Observer la peur


« Pouvez-vous observer la peur sans rien en conclure, sans qu’interviennent les connaissances que vous avez accumulées à son sujet ? Si vous ne le pouvez pas, c’est que vous observez le passé, non la peur ; si vous le pouvez, c’est que vous observez la peur pour la première fois, sans qu’intervienne le passé. Cela ne peut se produire que lorsque la pensée est très silencieuse, de même que l’on ne peut écouter un interlocuteur que lorsqu’on ne bavarde pas intérieurement, poursuivant un dialogue avec soi-même au sujet d’inquiétudes et de problèmes personnels.

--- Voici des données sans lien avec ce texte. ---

//! Training infrastructure for continual learning
//!
//! This module provides the task-by-task training loop, the SGD optimizer,
//! batch/task-data plumbing, and the expand-and-retrain control flow that
//! decides when the network grows.

pub mod data;
pub mod sgd;
pub mod trainer;

// Data re-exports
pub use data::{Batch, SampleSource, SyntheticTasks, TaskData, ValidationSampler};

// Optimizer re-exports
pub use sgd::SgdOptimizer;

// Trainer re-exports
pub use trainer::{
    ContinualTrainer, ExperimentReport, TaskEvaluation, TaskRound, ThresholdCheck,
};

De la même façon, pouvez-vous regarder votre peur sans vouloir la résoudre au moyen de son opposé, le courage ? La regarder vraiment sans essayer de vous en libérer ? Lorsqu’on dit : « Je dois la dominer, je dois m’en débarrasser, je dois la comprendre », c’est qu’on cherche à la fuir.

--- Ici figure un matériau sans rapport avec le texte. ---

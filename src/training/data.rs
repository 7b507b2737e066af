//! Batch and task-data plumbing
//!
//! Training consumes fixed-size `(inputs, labels)` batches; Fisher estimation
//! consumes single samples drawn from a task's validation split without
//! replacement. A synthetic permuted-feature task generator stands in for a
//! real dataset collaborator: every task shares the same class geometry but
//! sees the input features under a task-specific permutation, so tasks are
//! equally hard yet mutually incompatible (the classic permuted-pixels
//! construction).

use candle_core::{DType, Device, Tensor};
use rand::rngs::StdRng;
use rand::seq::SliceRandom;
use rand::Rng;
use rand_distr::{Distribution, Normal};
use tracing::debug;

use crate::config::{DataConfig, NetworkConfig};
use crate::error::{Error, Result};

/// One batch of classification data
#[derive(Debug, Clone)]
pub struct Batch {
    /// Input features, shape `(batch, input_size)`
    pub inputs: Tensor,
    /// Ground-truth class indices, shape `(batch,)`, dtype u32
    pub labels: Tensor,
}

impl Batch {
    /// Create a batch, validating shapes
    pub fn new(inputs: Tensor, labels: Tensor) -> Result<Self> {
        if inputs.dims().len() != 2 {
            return Err(Error::invalid_input("batch inputs must be 2-D"));
        }
        if labels.dims().len() != 1 {
            return Err(Error::invalid_input("batch labels must be 1-D"));
        }
        if inputs.dims()[0] != labels.dims()[0] {
            return Err(Error::invalid_input(format!(
                "batch size disagreement: {} inputs vs {} labels",
                inputs.dims()[0],
                labels.dims()[0]
            )));
        }
        if labels.dtype() != DType::U32 {
            return Err(Error::invalid_input("batch labels must be u32 class indices"));
        }
        Ok(Self { inputs, labels })
    }

    /// Number of samples in the batch
    pub fn len(&self) -> usize {
        self.inputs.dims()[0]
    }

    /// Whether the batch is empty
    pub fn is_empty(&self) -> bool {
        self.len() == 0
    }
}

/// Train/validation/test splits for one task
#[derive(Debug, Clone)]
pub struct TaskData {
    /// Training batches
    pub train: Vec<Batch>,
    /// Validation split as a single batch (the Fisher sampling pool)
    pub validation: Batch,
    /// Test batches
    pub test: Vec<Batch>,
}

impl TaskData {
    /// Create task data, rejecting empty splits
    pub fn new(train: Vec<Batch>, validation: Batch, test: Vec<Batch>) -> Result<Self> {
        if train.is_empty() || train.iter().any(Batch::is_empty) {
            return Err(Error::invalid_input("task has no training data"));
        }
        if validation.is_empty() {
            return Err(Error::invalid_input("task has no validation data"));
        }
        if test.is_empty() || test.iter().any(Batch::is_empty) {
            return Err(Error::invalid_input("task has no test data"));
        }
        Ok(Self {
            train,
            validation,
            test,
        })
    }

    /// Total number of test samples
    pub fn test_sample_count(&self) -> usize {
        self.test.iter().map(Batch::len).sum()
    }

    /// Sampler over the validation split in a fresh random order
    pub fn fisher_sampler(&self, rng: &mut StdRng) -> Result<ValidationSampler> {
        ValidationSampler::new(&self.validation, rng)
    }
}

/// Source of single input samples for Fisher estimation
pub trait SampleSource {
    /// Draw the next sample as a `(1, input_size)` tensor.
    ///
    /// Draws are without replacement; an exhausted source fails rather than
    /// silently re-drawing.
    fn draw(&mut self) -> Result<Tensor>;

    /// Samples left before the source is exhausted
    fn remaining(&self) -> usize;
}

/// Without-replacement sampler over a validation batch
#[derive(Debug)]
pub struct ValidationSampler {
    inputs: Tensor,
    order: Vec<usize>,
    cursor: usize,
}

impl ValidationSampler {
    /// Create a sampler visiting the batch rows in a shuffled order
    pub fn new(validation: &Batch, rng: &mut StdRng) -> Result<Self> {
        if validation.is_empty() {
            return Err(Error::invalid_input("validation batch is empty"));
        }
        let mut order: Vec<usize> = (0..validation.len()).collect();
        order.shuffle(rng);
        Ok(Self {
            inputs: validation.inputs.clone(),
            order,
            cursor: 0,
        })
    }
}

impl SampleSource for ValidationSampler {
    fn draw(&mut self) -> Result<Tensor> {
        let Some(&row) = self.order.get(self.cursor) else {
            return Err(Error::InsufficientSamples {
                requested: self.cursor + 1,
                available: self.order.len(),
            });
        };
        self.cursor += 1;
        Ok(self.inputs.narrow(0, row, 1)?)
    }

    fn remaining(&self) -> usize {
        self.order.len() - self.cursor
    }
}

/// Generator for a sequence of permuted-feature classification tasks.
///
/// Class centers are drawn once; each task re-samples points around those
/// centers and applies its own feature permutation (the identity for the
/// first task).
#[derive(Debug)]
pub struct SyntheticTasks {
    network: NetworkConfig,
    data: DataConfig,
    batch_size: usize,
    centers: Vec<Vec<f32>>,
}

impl SyntheticTasks {
    /// Create a generator with freshly drawn class centers
    pub fn new(
        network: &NetworkConfig,
        data: &DataConfig,
        batch_size: usize,
        rng: &mut StdRng,
    ) -> Result<Self> {
        if batch_size == 0 {
            return Err(Error::invalid_input("batch size must be > 0"));
        }
        let normal = Normal::new(0.0f32, 1.0)
            .map_err(|e| Error::internal(format!("invalid normal distribution: {e}")))?;

        let mut centers = Vec::with_capacity(network.output_size);
        for _ in 0..network.output_size {
            let mut direction: Vec<f32> =
                (0..network.input_size).map(|_| normal.sample(rng)).collect();
            let norm = direction.iter().map(|v| v * v).sum::<f32>().sqrt().max(1e-6);
            for value in &mut direction {
                *value *= data.class_separation / norm;
            }
            centers.push(direction);
        }

        Ok(Self {
            network: network.clone(),
            data: data.clone(),
            batch_size,
            centers,
        })
    }

    /// Generate the data for one task.
    ///
    /// The first task keeps the natural feature order; later tasks draw a
    /// fresh permutation applied identically to every split.
    pub fn task(&self, first_task: bool, device: &Device, rng: &mut StdRng) -> Result<TaskData> {
        let permutation: Vec<usize> = if first_task {
            (0..self.network.input_size).collect()
        } else {
            let mut p: Vec<usize> = (0..self.network.input_size).collect();
            p.shuffle(rng);
            p
        };

        let train = self.split(self.data.train_samples, &permutation, device, rng)?;
        let validation =
            self.one_batch(self.data.validation_samples, &permutation, device, rng)?;
        let test = self.split(self.data.test_samples, &permutation, device, rng)?;

        debug!(
            train_batches = train.len(),
            validation_samples = validation.len(),
            test_batches = test.len(),
            "generated synthetic task"
        );
        TaskData::new(train, validation, test)
    }

    /// Generate a full task sequence
    pub fn sequence(
        &self,
        num_tasks: usize,
        device: &Device,
        rng: &mut StdRng,
    ) -> Result<Vec<TaskData>> {
        if num_tasks == 0 {
            return Err(Error::invalid_input("task count must be > 0"));
        }
        (0..num_tasks)
            .map(|index| self.task(index == 0, device, rng))
            .collect()
    }

    fn split(
        &self,
        samples: usize,
        permutation: &[usize],
        device: &Device,
        rng: &mut StdRng,
    ) -> Result<Vec<Batch>> {
        let mut batches = Vec::new();
        let mut start = 0;
        while start < samples {
            let len = self.batch_size.min(samples - start);
            batches.push(self.one_batch(len, permutation, device, rng)?);
            start += len;
        }
        Ok(batches)
    }

    fn one_batch(
        &self,
        samples: usize,
        permutation: &[usize],
        device: &Device,
        rng: &mut StdRng,
    ) -> Result<Batch> {
        if samples == 0 {
            return Err(Error::invalid_input("cannot build an empty batch"));
        }
        let noise = Normal::new(0.0f32, self.data.noise_stdev)
            .map_err(|e| Error::internal(format!("invalid noise distribution: {e}")))?;

        let classes = self.centers.len();
        let mut inputs = Vec::with_capacity(samples * self.network.input_size);
        let mut labels = Vec::with_capacity(samples);

        for _ in 0..samples {
            let class = rng.random_range(0..classes);
            let center = &self.centers[class];
            let point: Vec<f32> = center.iter().map(|&c| c + noise.sample(rng)).collect();
            // Feature j of the permuted sample is source feature
            // permutation[j].
            inputs.extend(permutation.iter().map(|&src| point[src]));
            labels.push(class as u32);
        }

        let inputs = Tensor::from_vec(inputs, (samples, self.network.input_size), device)?;
        let labels = Tensor::from_vec(labels, samples, device)?;
        Batch::new(inputs, labels)
    }
}
mod fs_utils;
mod layout;
mod markers;
mod types;
mod uninstall;

pub use fs_utils::touch_stamp;
pub use layout::{default_user_prefix, PrefixLayout};
pub use markers::{
    clear_dirty_marker, read_dirty_marker, read_dirty_markers, validate_root_name,
    write_dirty_marker,
};
pub use types::{SoftUninstallResult, SoftUninstallStatus};
pub use uninstall::{missing_files, soft_uninstall};
mod invalidate;
mod order;
mod pass;
mod types;
mod walker;

pub use invalidate::{invalidate, InvalidationContext};
pub use pass::run_rebuild_pass_with_builder;
pub use types::{OutcomeState, PackageOutcome, RebuildPlan, RebuildReport};
pub use walker::compute_rebuild_set;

Nous pouvons observer d’un esprit assez tranquille un nuage, un arbre ou le courant d’une rivière, qui n’ont, pour nous, que peu d’importance, mais nous observer nous-mêmes est bien plus difficile, car nos exigences sont d’un ordre pratique, et nos réactions sont si immédiates ! Lorsque nous nous trouvons directement en contact avec la peur, ou le désespoir, ou la solitude, ou la jalousie, ou avec tout autre état d’esprit haïssable, pouvons-nous le regarder assez complètement pour que nos esprits se calment et nous permettent de voir ?

Pouvons-nous percevoir la peur elle-même dans sa totalité, et non ses différents aspects, non les sujets de notre peur ? Si nous considérons ceux-ci en détail, en les abordant un à un, nous ne parviendrons jamais au cœur de la question, qui consiste à apprendre à vivre avec la peur.

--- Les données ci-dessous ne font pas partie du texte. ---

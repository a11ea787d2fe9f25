use anyhow::{Context, Result};
use respin_core::{validate_package_name, ExclusionSet};
use respin_registry::write_file_atomic;
use std::collections::BTreeMap;
use std::fs;
use std::path::PathBuf;

use crate::PrefixLayout;

pub fn validate_root_name(root: &str) -> Result<()> {
    if root.trim().is_empty() {
        anyhow::bail!("build root name must not be empty");
    }
    if root.starts_with('.')
        || root
            .chars()
            .any(|ch| !(ch.is_ascii_alphanumeric() || ch == '-' || ch == '_' || ch == '.'))
    {
        anyhow::bail!(
            "build root name must use ASCII letters, digits, '-', '_' or '.' and not start with '.': {root}"
        );
    }
    Ok(())
}

/// Persists the dirty marker for `root`. The file's presence is the marker;
/// its lines record the exclusion set.
pub fn write_dirty_marker(
    layout: &PrefixLayout,
    root: &str,
    excluded: &ExclusionSet,
) -> Result<PathBuf> {
    validate_root_name(root)?;
    let mut payload = String::new();
    for name in excluded.iter() {
        validate_package_name(name)
            .with_context(|| format!("invalid excluded package for build root '{root}'"))?;
        payload.push_str(&format!("exclude={name}\n"));
    }

    let marker_path = layout.dirty_marker_path(root);
    write_file_atomic(&marker_path, payload.as_bytes())
        .with_context(|| format!("failed to write dirty marker: {}", marker_path.display()))?;
    Ok(marker_path)
}

pub fn read_dirty_marker(layout: &PrefixLayout, root: &str) -> Result<Option<ExclusionSet>> {
    validate_root_name(root)?;
    let marker_path = layout.dirty_marker_path(root);
    if !marker_path.exists() {
        return Ok(None);
    }

    let raw = fs::read_to_string(&marker_path)
        .with_context(|| format!("failed to read dirty marker: {}", marker_path.display()))?;
    Ok(Some(parse_marker(&raw)))
}

pub fn read_dirty_markers(layout: &PrefixLayout) -> Result<BTreeMap<String, ExclusionSet>> {
    let dir = layout.roots_state_dir();
    if !dir.exists() {
        return Ok(BTreeMap::new());
    }

    let mut markers = BTreeMap::new();
    for entry in fs::read_dir(&dir)
        .with_context(|| format!("failed to read marker state directory: {}", dir.display()))?
    {
        let entry = entry?;
        if !entry.file_type()?.is_file() {
            continue;
        }

        let path = entry.path();
        if path.extension().and_then(|v| v.to_str()) != Some("dirty") {
            continue;
        }

        let Some(stem) = path.file_stem().and_then(|v| v.to_str()) else {
            continue;
        };
        let raw = fs::read_to_string(&path)
            .with_context(|| format!("failed to read dirty marker: {}", path.display()))?;
        markers.insert(stem.to_string(), parse_marker(&raw));
    }

    Ok(markers)
}

pub fn clear_dirty_marker(layout: &PrefixLayout, root: &str) -> Result<bool> {
    validate_root_name(root)?;
    let marker_path = layout.dirty_marker_path(root);
    if !marker_path.exists() {
        return Ok(false);
    }

    fs::remove_file(&marker_path)
        .with_context(|| format!("failed to remove dirty marker: {}", marker_path.display()))?;
    Ok(true)
}

fn parse_marker(raw: &str) -> ExclusionSet {
    raw.lines()
        .map(str::trim)
        .filter_map(|line| line.strip_prefix("exclude="))
        .filter(|name| !name.is_empty())
        .collect()
}
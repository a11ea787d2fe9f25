use std::fs;
use std::io::{self, Write};
use std::path::Path;
#[cfg(not(target_os = "linux"))]
use std::process::Command;
#[cfg(all(unix, not(target_os = "linux")))]
use std::process::Stdio;

use anyhow::{anyhow, Context, Result};
use tracing::{debug, warn};

/// Runs `run` while holding the registry lock at `lock_path`.
///
/// The lock is a file created with create-new semantics that holds the
/// claimant's pid. It is removed once `run` returns, whether or not `run`
/// succeeded.
pub fn with_registry_lock<T, F>(lock_path: &Path, run: F) -> Result<T>
where
    F: FnOnce() -> Result<T>,
{
    claim_lock(lock_path)?;
    debug!(path = %lock_path.display(), "claimed registry lock");

    let result = run();
    let released = release_lock(lock_path);
    match (result, released) {
        (Ok(value), Ok(())) => Ok(value),
        (Ok(_), Err(err)) => Err(err),
        (Err(err), _) => Err(err),
    }
}

pub fn read_lock_holder(lock_path: &Path) -> Result<Option<String>> {
    let raw = match fs::read_to_string(lock_path) {
        Ok(raw) => raw,
        Err(err) if err.kind() == io::ErrorKind::NotFound => return Ok(None),
        Err(err) => {
            return Err(err).with_context(|| {
                format!("failed to read registry lock: {}", lock_path.display())
            });
        }
    };

    let holder = raw.trim();
    if holder.is_empty() {
        return Ok(None);
    }
    Ok(Some(holder.to_string()))
}

#[derive(Debug, Clone, PartialEq, Eq)]
pub enum LockRepair {
    NotHeld,
    /// The lock named a process that is no longer running, or held no
    /// readable pid, and was removed.
    ClearedStale { holder: Option<String> },
    HeldByLiveProcess { pid: u32 },
}

/// Removes the registry lock when its holder is gone. A lock held by a
/// running process is left alone.
pub fn repair_registry_lock(lock_path: &Path) -> Result<LockRepair> {
    if !lock_path.exists() {
        return Ok(LockRepair::NotHeld);
    }

    let holder = read_lock_holder(lock_path)?;
    if let Some(pid) = holder.as_deref().and_then(|raw| raw.parse::<u32>().ok()) {
        if process_is_alive(pid) {
            debug!(pid, path = %lock_path.display(), "registry lock holder is running");
            return Ok(LockRepair::HeldByLiveProcess { pid });
        }
    }

    release_lock(lock_path)?;
    warn!(
        holder = holder.as_deref().unwrap_or("unknown"),
        path = %lock_path.display(),
        "cleared stale registry lock"
    );
    Ok(LockRepair::ClearedStale { holder })
}

#[cfg(target_os = "linux")]
fn process_is_alive(pid: u32) -> bool {
    pid == std::process::id() || Path::new("/proc").join(pid.to_string()).exists()
}

#[cfg(all(unix, not(target_os = "linux")))]
fn process_is_alive(pid: u32) -> bool {
    if pid == std::process::id() {
        return true;
    }
    // An unknown answer keeps the lock.
    Command::new("kill")
        .args(["-0", &pid.to_string()])
        .stdout(Stdio::null())
        .stderr(Stdio::null())
        .status()
        .map(|status| status.success())
        .unwrap_or(true)
}

#[cfg(windows)]
fn process_is_alive(pid: u32) -> bool {
    if pid == std::process::id() {
        return true;
    }
    match Command::new("tasklist")
        .args(["/FI", &format!("PID eq {pid}"), "/NH"])
        .output()
    {
        Ok(output) => String::from_utf8_lossy(&output.stdout)
            .split_whitespace()
            .any(|field| field == pid.to_string()),
        Err(_) => true,
    }
}

fn claim_lock(lock_path: &Path) -> Result<()> {
    if let Some(parent) = lock_path.parent() {
        fs::create_dir_all(parent)
            .with_context(|| format!("failed to create {}", parent.display()))?;
    }

    let mut file = match fs::OpenOptions::new()
        .write(true)
        .create_new(true)
        .open(lock_path)
    {
        Ok(file) => file,
        Err(err) if err.kind() == io::ErrorKind::AlreadyExists => {
            let existing = read_lock_holder(lock_path).ok().flatten();
            let detail = existing
                .map(|pid| format!(" (pid={pid})"))
                .unwrap_or_default();
            return Err(anyhow!(
                "registry lock already held{detail}: {} (run `respin repair` if that process is gone)",
                lock_path.display()
            ));
        }
        Err(err) => {
            return Err(err).with_context(|| {
                format!("failed to claim registry lock: {}", lock_path.display())
            });
        }
    };

    file.write_all(format!("{}\n", std::process::id()).as_bytes())
        .with_context(|| format!("failed to write registry lock: {}", lock_path.display()))?;
    file.flush()
        .with_context(|| format!("failed to flush registry lock: {}", lock_path.display()))?;
    Ok(())
}

fn release_lock(lock_path: &Path) -> Result<()> {
    match fs::remove_file(lock_path) {
        Ok(()) => {
            debug!(path = %lock_path.display(), "released registry lock");
            Ok(())
        }
        Err(err) if err.kind() == io::ErrorKind::NotFound => Ok(()),
        Err(err) => Err(err)
            .with_context(|| format!("failed to release registry lock: {}", lock_path.display())),
    }
}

Pour vivre avec une chose vivante telle que la peur, Il faut avoir l’esprit et le cœur extraordinairement subtils, n’ayant rien conclu à son sujet, et qui peuvent, par conséquent, suivre tous les mouvements de la peur. Si, alors, vous l’observez et vivez avec elle – ce qui ne prendrait pas toute une journée, car en une minute, en une seconde on peut percevoir toute sa nature – si vous vivez avec elle, vous vous demandez inévitablement quelle est l’entité qui vit avec la peur. Qui est celui qui l’observe, qui épie tous les mouvements de ses différentes formes, tout en étant conscient de ce qu’elle est en essence ? L’observateur est-il une entité morte, un être statique, ayant acquis de nombreuses informations et connaissances à son propre sujet ? Est-ce bien cette chose inanimée qui observe la peur et qui vit en son mouvement ? L’observateur n’est-il rien que du passé ou est-il une chose vivante ? Que répondez-vous à cela ? Ce n’est pas à moi que vous devez répondre, mais à vous-mêmes. Êtes-vous, vous l’observateur, une entité morte essayant d’observer une chose vivante, ou un être vivant, qui observe une vie en mouvement ? Remarquez que dans l’observateur ces deux états existent. Il est le censeur qui refuse la peur. L’observateur est la somme de toutes ses expériences de la peur ; il est donc séparé de cette chose qu’il appelle peur, de sorte que se produit un espace entre lui et elle. Soit qu’il cherche à l’affronter pour la subjuguer, soit qu’il la fuie, il en résulte toujours une bataille, qui est une telle perte d’énergie !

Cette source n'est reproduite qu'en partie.